コンシェルジュの仕事は、経験していくにつれ深みにハマっていくおもしろさがあるのだと春日井氏は語る。何年か腰を据えて働くことで、仕事のこともお客様のことも深く理解することができる。そして当然、お客様との大切なエピソードも増えていく。
「もう何十年もホテルに通っていただいているお客様がいらっしゃいます。以前はお母様と一緒にご宿泊されていたのですが、数年前にお母様が亡くなってしまって…。それからしばらくして、ご自身の誕生日に宿泊の予約を入れていただきました。お母様が亡くなってから初めての滞在でしたので、何かできないかと話し合って、お誕生日のお祝いをさせてもらうことにしました」
スタッフ手製のバースデーカード、そしてそのお客様をイメージした特注のケーキも用意。
当日はサプライズで客室にお祝いをセッティングし、お客様を囲み、スタッフみんなでバースデーソングを歌った。
「とにかく寂しい想いをしてほしくないと思い、お出ししたケーキをスタッフも一緒にみんなで食べましょうと提案させていただきました。泣きながら『ありがとう』とおっしゃってくださったお客様に笑顔が見られて、ホッとしました」
それ以降、そのお客様は自身の誕生日には毎年予約を入れてくれているそうだ。
「わたしたちの仕事は、お客様がどういった想いでホテルへいらっしゃるのかを理解することだと思います。リピーターの方はもちろん、初めてお越しになられる方も、もしかしたら特別な日のために予約をしてくれたかもしれない、と。一つの“予約”の背景にはどんな想いがあるのか、それを読み解いていくことがサービスにもつながってくると思います」
一時休業まで200日、どんな過ごし方がおすすめなのか聞いてみると、「クラブフロアに宿泊を、そしてできたら2泊以上してほしい」と春日井氏は付け加える。

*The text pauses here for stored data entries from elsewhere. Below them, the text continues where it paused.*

//! PVCAM SDK backend.
//!
//! Thin `CameraSdk` implementation over the `pvcam-sys` bindings. Only built with the
//! `pvcam_hardware` feature.
//!
//! ## SDK reference counting
//!
//! `pl_pvcam_init()` / `pl_pvcam_uninit()` act on process-global state. Each
//! `PvcamSdk` holds one reference; the SDK is uninitialized when the last one drops.
//!
//! ## Callback trampoline
//!
//! PVCAM hands the EOF callback its own `FRAME_INFO` layout. We register
//! [`pvcam_eof_trampoline`] with a boxed [`Trampoline`] as context; it converts the
//! frame info to [`FrameInfo`] and forwards to the caller's callback with the caller's
//! context. The box lives until the callback is deregistered.

#![allow(unsafe_code)]

use super::{
    BufferPolicy, CameraHandle, CameraSdk, EofCallback, ExposureMode, FrameInfo, LatestFrame,
    NegotiatedMode, Region,
};
use crate::error::SdkError;
use pvcam_sys::*;
use std::collections::HashMap;
use std::ffi::{c_char, c_void, CStr, CString};
use std::ptr;
use std::sync::atomic::{AtomicU32, Ordering};
use std::sync::{Mutex, MutexGuard, PoisonError};

/// Global reference counter for SDK initialization.
static SDK_REF_COUNT: AtomicU32 = AtomicU32::new(0);

/// Makes increment + init and decrement + uninit atomic.
static SDK_INIT_MUTEX: Mutex<()> = Mutex::new(());

/// PVCAM's documented maximum error message length.
const ERROR_MSG_LEN: usize = 256;
/// Buffer size for camera names.
const CAM_NAME_BUF_LEN: usize = 256;

/// Error code and message of the most recent failing PVCAM call.
fn pvcam_error() -> SdkError {
    let mut msg = [0 as c_char; ERROR_MSG_LEN];
    // SAFETY: error queries are thread-safe once the SDK is initialized; msg is
    // writable and sized per SDK requirement.
    let code = unsafe {
        let code = pl_error_code();
        pl_error_message(code, msg.as_mut_ptr());
        code
    };
    // SAFETY: pl_error_message writes a NUL-terminated string into msg.
    let message = unsafe { CStr::from_ptr(msg.as_ptr()) }
        .to_string_lossy()
        .into_owned();
    SdkError::new(i32::from(code), message)
}

fn check(ok: rs_bool) -> Result<(), SdkError> {
    if ok == 0 {
        Err(pvcam_error())
    } else {
        Ok(())
    }
}

fn lock<T>(mutex: &Mutex<T>) -> MutexGuard<'_, T> {
    mutex.lock().unwrap_or_else(|poisoned| {
        tracing::warn!("PVCAM mutex poisoned, recovering");
        poisoned.into_inner()
    })
}

/// The caller's callback and context, reachable from the trampoline.
struct Trampoline {
    callback: EofCallback,
    context: *mut c_void,
}

// SAFETY: the context pointer is only dereferenced by the caller's callback, whose
// registration contract requires it to be usable from any thread.
unsafe impl Send for Trampoline {}

fn to_frame_info(info: &FRAME_INFO) -> FrameInfo {
    FrameInfo {
        camera: info.hCam,
        frame_nr: info.FrameNr,
        timestamp: info.TimeStamp,
        readout_time: info.ReadoutTime,
        timestamp_bof: info.TimeStampBOF,
    }
}

/// EOF callback registered with PVCAM. Runs on the SDK's notification thread.
extern "system" fn pvcam_eof_trampoline(frame_info: *const FRAME_INFO, context: *mut c_void) {
    if context.is_null() {
        return;
    }
    // SAFETY: context is the boxed Trampoline passed at registration, kept alive
    // until pl_cam_deregister_callback has returned.
    let trampoline = unsafe { &*(context as *const Trampoline) };

    let converted;
    let info_ptr: *const FrameInfo = if frame_info.is_null() {
        ptr::null()
    } else {
        // SAFETY: PVCAM passes a valid FRAME_INFO for the duration of the call.
        converted = to_frame_info(unsafe { &*frame_info });
        &converted
    };

    // SAFETY: forwarded under the same contract the caller registered with.
    unsafe { (trampoline.callback)(info_ptr, trampoline.context) };
}

/// PVCAM SDK handle. Initializes the SDK on creation and releases it on drop.
pub struct PvcamSdk {
    trampolines: Mutex<HashMap<i16, Box<Trampoline>>>,
}

impl PvcamSdk {
    /// Initialize the SDK (or take another reference to it).
    pub fn init() -> Result<Self, SdkError> {
        let _guard = lock(&SDK_INIT_MUTEX);

        let prev_count = SDK_REF_COUNT.fetch_add(1, Ordering::SeqCst);
        if prev_count == 0 {
            // SAFETY: global PVCAM init, serialized by SDK_INIT_MUTEX.
            if unsafe { pl_pvcam_init() } == 0 {
                SDK_REF_COUNT.fetch_sub(1, Ordering::SeqCst);
                let err = pvcam_error();
                tracing::error!(error = %err, "Failed to initialize PVCAM SDK");
                return Err(err);
            }
            tracing::info!("PVCAM SDK initialized (ref count: 1)");
        } else {
            tracing::debug!(ref_count = prev_count + 1, "PVCAM SDK already initialized");
        }

        Ok(Self {
            trampolines: Mutex::new(HashMap::new()),
        })
    }
}

impl Drop for PvcamSdk {
    fn drop(&mut self) {
        let _guard = lock(&SDK_INIT_MUTEX);
        let prev_count = SDK_REF_COUNT.fetch_sub(1, Ordering::SeqCst);
        if prev_count == 1 {
            // SAFETY: last reference; serialized by SDK_INIT_MUTEX.
            unsafe {
                pl_pvcam_uninit();
            }
            tracing::info!("PVCAM SDK uninitialized");
        }
    }
}

impl CameraSdk for PvcamSdk {
    fn enumerate_cameras(&self) -> Result<Vec<String>, SdkError> {
        let mut total: i16 = 0;
        // SAFETY: total is a valid out pointer; SDK is initialized.
        check(unsafe { pl_cam_get_total(&mut total) })?;

        let mut names = Vec::with_capacity(usize::try_from(total).unwrap_or(0));
        for index in 0..total {
            let mut name = [0 as c_char; CAM_NAME_BUF_LEN];
            // SAFETY: name is writable and larger than CAM_NAME_LEN.
            check(unsafe { pl_cam_get_name(index, name.as_mut_ptr()) })?;
            // SAFETY: pl_cam_get_name writes a NUL-terminated string.
            let name = unsafe { CStr::from_ptr(name.as_ptr()) };
            names.push(name.to_string_lossy().into_owned());
        }
        Ok(names)
    }

    fn open(&self, name: &str) -> Result<CameraHandle, SdkError> {
        let c_name = CString::new(name)
            .map_err(|_| SdkError::new(-1, format!("Invalid camera name '{name}'")))?;
        let mut hcam: i16 = 0;
        // SAFETY: c_name is a valid C string; hcam is a valid out pointer. PVCAM takes
        // the name as non-const but does not write to it.
        check(unsafe { pl_cam_open(c_name.as_ptr() as *mut c_char, &mut hcam, 0) })?;
        tracing::info!(camera = name, handle = hcam, "PVCAM camera opened");
        Ok(CameraHandle(hcam))
    }

    fn close(&self, handle: CameraHandle) -> Result<(), SdkError> {
        // SAFETY: handle came from pl_cam_open.
        check(unsafe { pl_cam_close(handle.0) })
    }

    fn select_exposure_mode(
        &self,
        handle: CameraHandle,
        mode: ExposureMode,
    ) -> Result<NegotiatedMode, SdkError> {
        if let Some(raw) = mode.raw_value() {
            return Ok(NegotiatedMode { requested: mode, raw });
        }

        // The camera's default mode is the one Prime-series firmware accepts with
        // CIRC_OVERWRITE.
        let mut value: i32 = 0;
        // SAFETY: value is a writable i32, the size of an enum parameter.
        check(unsafe {
            pl_get_param(
                handle.0,
                PARAM_EXPOSURE_MODE,
                ATTR_DEFAULT as i16,
                &mut value as *mut i32 as *mut c_void,
            )
        })?;
        let raw = i16::try_from(value)
            .map_err(|_| SdkError::new(-1, format!("Exposure mode {value} out of range")))?;
        Ok(NegotiatedMode { requested: mode, raw })
    }

    fn setup_continuous(
        &self,
        handle: CameraHandle,
        region: &Region,
        mode: NegotiatedMode,
        exposure_ms: u32,
        policy: BufferPolicy,
    ) -> Result<usize, SdkError> {
        let rgn = rgn_type {
            s1: region.s1,
            s2: region.s2,
            sbin: region.sbin,
            p1: region.p1,
            p2: region.p2,
            pbin: region.pbin,
        };
        let buffer_mode = match policy {
            BufferPolicy::Overwrite => CIRC_OVERWRITE as i16,
            BufferPolicy::NoOverwrite => CIRC_NO_OVERWRITE as i16,
        };
        let mut frame_bytes: uns32 = 0;
        // SAFETY: rgn and frame_bytes are valid for the call; one region.
        check(unsafe {
            pl_exp_setup_cont(
                handle.0,
                1,
                &rgn,
                mode.raw,
                exposure_ms,
                &mut frame_bytes,
                buffer_mode,
            )
        })?;
        usize::try_from(frame_bytes)
            .map_err(|_| SdkError::new(-1, format!("Frame size {frame_bytes} out of range")))
    }

    unsafe fn register_eof_callback(
        &self,
        handle: CameraHandle,
        callback: EofCallback,
        context: *mut c_void,
    ) -> Result<(), SdkError> {
        let trampoline = Box::new(Trampoline { callback, context });
        let trampoline_ptr = &*trampoline as *const Trampoline as *mut c_void;

        // Stored before registering so it outlives the first notification.
        let mut trampolines = lock(&self.trampolines);
        trampolines.insert(handle.0, trampoline);

        // SAFETY: the trampoline box stays in `trampolines` until deregistration.
        let ok = unsafe {
            pl_cam_register_callback_ex3(
                handle.0,
                PL_CALLBACK_EOF as i32,
                pvcam_eof_trampoline as *mut c_void,
                trampoline_ptr,
            )
        };
        if ok == 0 {
            trampolines.remove(&handle.0);
            return Err(pvcam_error());
        }
        Ok(())
    }

    fn deregister_eof_callback(&self, handle: CameraHandle) -> Result<(), SdkError> {
        // SAFETY: handle came from pl_cam_open.
        let result = check(unsafe { pl_cam_deregister_callback(handle.0, PL_CALLBACK_EOF as i32) });
        // Dropped only after PVCAM has stopped calling it.
        lock(&self.trampolines).remove(&handle.0);
        result
    }

    unsafe fn start_continuous(
        &self,
        handle: CameraHandle,
        buffer: *mut u8,
        len: usize,
    ) -> Result<(), SdkError> {
        let size = uns32::try_from(len)
            .map_err(|_| SdkError::new(-1, format!("Buffer of {len} bytes too large for PVCAM")))?;
        // SAFETY: caller guarantees buffer is valid for len bytes until abort.
        check(unsafe { pl_exp_start_cont(handle.0, buffer as *mut c_void, size) })
    }

    fn abort(&self, handle: CameraHandle) -> Result<(), SdkError> {
        // SAFETY: pl_exp_abort is valid in any acquisition state.
        check(unsafe { pl_exp_abort(handle.0, CCS_HALT as i16) })
    }

    fn fetch_latest_frame(&self, handle: CameraHandle) -> Result<LatestFrame, SdkError> {
        let mut address: *mut c_void = ptr::null_mut();
        // SAFETY: FRAME_INFO is plain data; zeroed is a valid initial value.
        let mut info: FRAME_INFO = unsafe { std::mem::zeroed() };
        // SAFETY: both out pointers are valid for the call.
        check(unsafe { pl_exp_get_latest_frame_ex(handle.0, &mut address, &mut info) })?;
        if address.is_null() {
            return Err(SdkError::new(-1, "Latest frame address is null"));
        }
        Ok(LatestFrame {
            address: address as usize,
            info: to_frame_info(&info),
        })
    }

    fn last_error(&self) -> SdkError {
        pvcam_error()
    }
}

「一日って案外あっという間なんです。さらにもう1泊していただければ、ランドマークスパに足を運んでみたり、ティータイムを優雅に楽しんだり、ラウンジからの景色をぼんやりと眺めたり。少し余裕を持った楽しみ方ができると思います」
このラウンジにまた再び、人と人の交流が生まれる日を待ち望んで。再開後はお客様に「おかえりなさい」と伝えたいと春日井氏はいう。
休業までの間に、特別な体験を味わいにクラブフロアに足を運んでみるのもいいだろう。
できれば2泊して、横浜の移り行く風景を楽しみながら。
残り200日、思い出をまたここから
お気に入りのホテルができるということは、
自分にとっての“もうひとつの我が家” を作るような感覚だ。
そこに帰れば「おかえりなさい」と迎えてくれる人がいる。
そして、そこで過ごす時間は自分らしさを取り戻すための時間でもある。
泊まっていない時間ですら、帰れる場所があるという安心感をもたらしてくれる。
そんな場所、思い入れのあるホテルに、横浜ロイヤルパークホテルがなれたなら。
「もう一度 思い出を、このホテルで」
再開後はどんな姿で、おもてなしで、わたしたちを迎えてくれるだろう。
期待に胸を膨らませつつ、残りわずかな期間に横浜ロイヤルパークホテルへ足を運んでみてほしい。きっとあたたかなおもてなしがあなたを待っているだろう。
横浜ロイヤルパークホテルのスタッフたちの想いー。
いかがでしょうか。
残り200Days、スタッフの想いが詰まった宿泊プランなど通して、あなただけの想い出をぜひ横浜で作ってみては。